Gueule-d-ange/qwen1.5b-sft-1k is a 1.5 billion parameter language model, fine-tuned from Qwen/Qwen2.5-1.5B. This model was trained with a learning rate of 2e-05 over 1 epoch using a total batch size of 128. Specific details regarding its primary differentiators, intended uses, and training data are currently unspecified.
Loading preview...
Model Overview
Gueule-d-ange/qwen1.5b-sft-1k is a fine-tuned variant of the Qwen/Qwen2.5-1.5B base model.
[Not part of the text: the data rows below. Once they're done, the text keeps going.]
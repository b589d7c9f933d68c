// revstoran_server/src/services/order_store.rs

//! `OrderStore` over PostgreSQL. Each `OrderTransaction` wraps one sqlx
//! transaction; dropping it without commit rolls the writes back.

use anyhow::Context;
use async_trait::async_trait;
use revstoran::{NewOrder, NewOrderItem, OrderId, OrderStore, OrderTransaction};
use sqlx::{PgPool, Postgres, Transaction};
use tracing::{event, instrument, Level};

#[derive(Debug, Clone)]
pub struct PgOrderStore {
  pool: PgPool,
}

impl PgOrderStore {
  pub fn new(pool: PgPool) -> Self {
    Self { pool }
  }
}

#[async_trait]
impl OrderStore for PgOrderStore {
  type Tx = PgOrderTransaction;

  async fn begin(&self) -> anyhow::Result<PgOrderTransaction> {
    let tx = self.pool.begin().await.context("failed to begin order transaction")?;
    Ok(PgOrderTransaction { tx })
  }
}

pub struct PgOrderTransaction {
  tx: Transaction<'static, Postgres>,
}

#[async_trait]
impl OrderTransaction for PgOrderTransaction {
  #[instrument(name = "PgOrderTransaction::insert_order", skip_all, fields(restaurant_id = %order.restaurant_id), err(Display))]
  async fn insert_order(&mut self, order: &NewOrder) -> anyhow::Result<OrderId> {
    let id: i64 = sqlx::query_scalar(
      "INSERT INTO orders (customer_id, restaurant_id, total_price, status) VALUES ($1, $2, $3, $4) RETURNING id",
    )
    .bind(order.customer_id.get())
    .bind(order.restaurant_id.get())
    .bind(order.total_price)
    .bind(order.status.as_str())
    .fetch_one(&mut *self.tx)
    .await
    .context("failed to insert order")?;
    Ok(OrderId::new(id))
  }

  async fn insert_order_item(&mut self, item: &NewOrderItem) -> anyhow::Result<()> {
    let quantity = i32::try_from(item.quantity).context("order item quantity out of range")?;
    sqlx::query("INSERT INTO order_items (order_id, menu_item_id, quantity, price) VALUES ($1, $2, $3, $4)")
      .bind(item.order_id.get())
      .bind(item.menu_item_id.get())
      .bind(quantity)
      .bind(item.price)
      .execute(&mut *self.tx)
      .await
      .with_context(|| format!("failed to insert item {} for order {}", item.menu_item_id, item.order_id))?;
    Ok(())
  }

  async fn commit(self) -> anyhow::Result<()> {
    self.tx.commit().await.context("failed to commit order transaction")?;
    event!(Level::DEBUG, "Order transaction committed.");
    Ok(())
  }

  async fn rollback(self) -> anyhow::Result<()> {
    self.tx.rollback().await.context("failed to roll back order transaction")?;
    Ok(())
  }
}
This 1.5 billion parameter model was subjected to a single epoch of supervised fine-tuning.
Training Details
The training process utilized a learning rate of 2e-05 with an AdamW optimizer. Key hyperparameters included a total training batch size of 128 (achieved with a train_batch_size of 1 and gradient_accumulation_steps of 16) and mixed-precision training. The training was conducted on 8 devices, employing a cosine learning rate scheduler with a warmup ratio of 0.03.
Current Status
As of now, specific information regarding the dataset used for fine-tuning, the model's intended uses, limitations, and evaluation data is not publicly available. Users should exercise caution and conduct their own evaluations to determine suitability for specific applications.